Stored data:
--------

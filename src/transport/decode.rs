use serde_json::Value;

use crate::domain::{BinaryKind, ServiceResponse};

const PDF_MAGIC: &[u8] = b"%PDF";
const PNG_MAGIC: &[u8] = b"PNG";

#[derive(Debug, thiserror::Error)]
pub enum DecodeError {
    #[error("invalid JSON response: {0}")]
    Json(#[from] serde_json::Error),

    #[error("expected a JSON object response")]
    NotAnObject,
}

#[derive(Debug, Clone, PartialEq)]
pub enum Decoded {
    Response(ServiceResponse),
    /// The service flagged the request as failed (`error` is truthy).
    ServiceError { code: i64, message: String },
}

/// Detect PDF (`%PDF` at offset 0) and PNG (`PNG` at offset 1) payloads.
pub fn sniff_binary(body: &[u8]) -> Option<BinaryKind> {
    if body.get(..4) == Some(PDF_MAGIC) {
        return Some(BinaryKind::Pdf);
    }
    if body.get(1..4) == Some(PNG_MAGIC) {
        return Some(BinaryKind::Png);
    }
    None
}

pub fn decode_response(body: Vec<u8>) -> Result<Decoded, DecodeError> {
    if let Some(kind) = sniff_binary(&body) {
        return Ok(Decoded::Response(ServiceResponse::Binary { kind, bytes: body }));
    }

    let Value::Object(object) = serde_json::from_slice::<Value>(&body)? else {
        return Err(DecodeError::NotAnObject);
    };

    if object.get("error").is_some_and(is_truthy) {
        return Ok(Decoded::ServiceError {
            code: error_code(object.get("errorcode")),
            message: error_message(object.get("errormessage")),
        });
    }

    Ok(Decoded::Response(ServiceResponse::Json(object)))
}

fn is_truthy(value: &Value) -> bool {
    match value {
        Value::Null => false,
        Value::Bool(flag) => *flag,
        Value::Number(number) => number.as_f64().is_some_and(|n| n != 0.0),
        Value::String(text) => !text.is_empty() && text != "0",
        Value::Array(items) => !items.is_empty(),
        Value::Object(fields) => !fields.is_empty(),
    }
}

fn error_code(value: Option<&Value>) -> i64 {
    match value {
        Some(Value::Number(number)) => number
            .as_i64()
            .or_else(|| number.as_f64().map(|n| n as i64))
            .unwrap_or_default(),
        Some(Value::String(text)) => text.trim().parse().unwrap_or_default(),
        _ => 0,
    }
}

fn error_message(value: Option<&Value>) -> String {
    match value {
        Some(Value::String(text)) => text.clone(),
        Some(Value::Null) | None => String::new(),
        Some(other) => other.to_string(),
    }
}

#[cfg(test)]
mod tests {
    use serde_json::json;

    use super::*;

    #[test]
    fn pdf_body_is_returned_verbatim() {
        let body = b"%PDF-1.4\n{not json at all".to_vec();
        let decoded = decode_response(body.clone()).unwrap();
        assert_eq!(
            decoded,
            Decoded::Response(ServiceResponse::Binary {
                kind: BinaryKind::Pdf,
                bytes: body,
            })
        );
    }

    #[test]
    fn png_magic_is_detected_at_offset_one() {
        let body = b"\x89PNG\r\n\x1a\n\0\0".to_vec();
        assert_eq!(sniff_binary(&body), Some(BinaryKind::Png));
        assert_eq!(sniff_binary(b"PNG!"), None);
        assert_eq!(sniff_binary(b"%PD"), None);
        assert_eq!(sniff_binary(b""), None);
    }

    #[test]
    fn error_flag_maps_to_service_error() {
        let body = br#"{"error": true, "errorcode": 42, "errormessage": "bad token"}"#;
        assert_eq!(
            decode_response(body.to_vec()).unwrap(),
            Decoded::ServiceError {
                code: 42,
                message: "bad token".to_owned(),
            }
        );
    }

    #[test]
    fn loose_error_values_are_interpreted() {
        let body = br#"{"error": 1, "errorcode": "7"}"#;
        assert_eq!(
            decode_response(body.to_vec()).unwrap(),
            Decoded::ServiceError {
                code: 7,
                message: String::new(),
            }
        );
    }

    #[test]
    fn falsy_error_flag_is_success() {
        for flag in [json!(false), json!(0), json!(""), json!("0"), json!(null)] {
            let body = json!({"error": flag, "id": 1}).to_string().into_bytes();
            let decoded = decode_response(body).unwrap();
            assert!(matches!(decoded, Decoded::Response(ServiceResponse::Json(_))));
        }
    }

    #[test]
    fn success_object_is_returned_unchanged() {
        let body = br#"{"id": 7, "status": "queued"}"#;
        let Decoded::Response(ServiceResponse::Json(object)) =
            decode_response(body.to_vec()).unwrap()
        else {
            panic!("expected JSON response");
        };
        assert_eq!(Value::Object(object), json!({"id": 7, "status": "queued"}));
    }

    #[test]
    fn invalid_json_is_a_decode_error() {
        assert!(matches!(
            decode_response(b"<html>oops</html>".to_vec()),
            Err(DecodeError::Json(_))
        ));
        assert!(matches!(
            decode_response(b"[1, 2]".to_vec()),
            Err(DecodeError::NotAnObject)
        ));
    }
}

--------

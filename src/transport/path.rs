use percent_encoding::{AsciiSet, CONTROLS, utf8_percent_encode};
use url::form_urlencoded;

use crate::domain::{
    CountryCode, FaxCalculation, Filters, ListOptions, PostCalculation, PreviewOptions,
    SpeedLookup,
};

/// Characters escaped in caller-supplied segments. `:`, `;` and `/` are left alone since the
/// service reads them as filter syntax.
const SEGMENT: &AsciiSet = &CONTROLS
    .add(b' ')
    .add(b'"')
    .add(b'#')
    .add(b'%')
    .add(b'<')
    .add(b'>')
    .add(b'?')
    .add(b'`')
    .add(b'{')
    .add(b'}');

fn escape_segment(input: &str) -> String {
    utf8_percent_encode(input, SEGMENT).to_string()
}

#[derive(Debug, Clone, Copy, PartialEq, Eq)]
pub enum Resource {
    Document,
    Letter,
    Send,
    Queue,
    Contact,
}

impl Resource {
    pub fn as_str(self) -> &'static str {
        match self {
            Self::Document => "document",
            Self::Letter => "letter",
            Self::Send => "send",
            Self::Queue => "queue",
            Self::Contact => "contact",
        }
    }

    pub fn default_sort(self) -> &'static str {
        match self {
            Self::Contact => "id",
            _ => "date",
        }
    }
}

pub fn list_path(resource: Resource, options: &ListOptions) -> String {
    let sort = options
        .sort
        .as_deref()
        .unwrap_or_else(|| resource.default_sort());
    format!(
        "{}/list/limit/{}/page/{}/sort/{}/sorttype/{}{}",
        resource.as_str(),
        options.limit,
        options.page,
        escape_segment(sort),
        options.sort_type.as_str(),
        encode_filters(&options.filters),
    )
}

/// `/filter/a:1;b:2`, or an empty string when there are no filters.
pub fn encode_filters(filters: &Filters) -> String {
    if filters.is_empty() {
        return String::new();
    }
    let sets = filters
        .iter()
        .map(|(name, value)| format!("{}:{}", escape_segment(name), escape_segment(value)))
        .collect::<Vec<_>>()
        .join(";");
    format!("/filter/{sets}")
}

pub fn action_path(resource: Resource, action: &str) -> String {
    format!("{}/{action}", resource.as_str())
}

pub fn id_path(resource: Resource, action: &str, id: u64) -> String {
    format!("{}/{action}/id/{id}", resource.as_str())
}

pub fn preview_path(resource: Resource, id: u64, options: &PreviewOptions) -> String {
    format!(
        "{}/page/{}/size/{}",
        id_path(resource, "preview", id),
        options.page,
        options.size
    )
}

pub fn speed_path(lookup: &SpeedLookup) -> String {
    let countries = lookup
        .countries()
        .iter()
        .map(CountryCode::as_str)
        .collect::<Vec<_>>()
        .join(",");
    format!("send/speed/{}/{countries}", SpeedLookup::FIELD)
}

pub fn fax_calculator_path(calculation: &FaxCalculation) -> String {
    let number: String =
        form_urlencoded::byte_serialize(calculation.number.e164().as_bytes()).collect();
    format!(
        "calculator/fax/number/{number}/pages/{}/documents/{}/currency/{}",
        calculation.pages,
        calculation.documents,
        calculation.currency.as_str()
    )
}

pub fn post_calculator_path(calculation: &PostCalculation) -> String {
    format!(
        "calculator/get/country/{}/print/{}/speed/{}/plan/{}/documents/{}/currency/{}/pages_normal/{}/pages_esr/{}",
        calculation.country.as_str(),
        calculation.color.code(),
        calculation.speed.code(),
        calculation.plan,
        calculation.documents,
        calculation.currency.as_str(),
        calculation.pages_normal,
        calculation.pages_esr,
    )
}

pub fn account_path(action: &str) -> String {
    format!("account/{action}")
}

--------

→ Goal of the exercise
Whenever the word "limit" appears in a line above, copy that line.

→ Answer space
        "{}/list/limit/{}/page/{}/sort/{}/sorttype/{}{}",
        options.limit,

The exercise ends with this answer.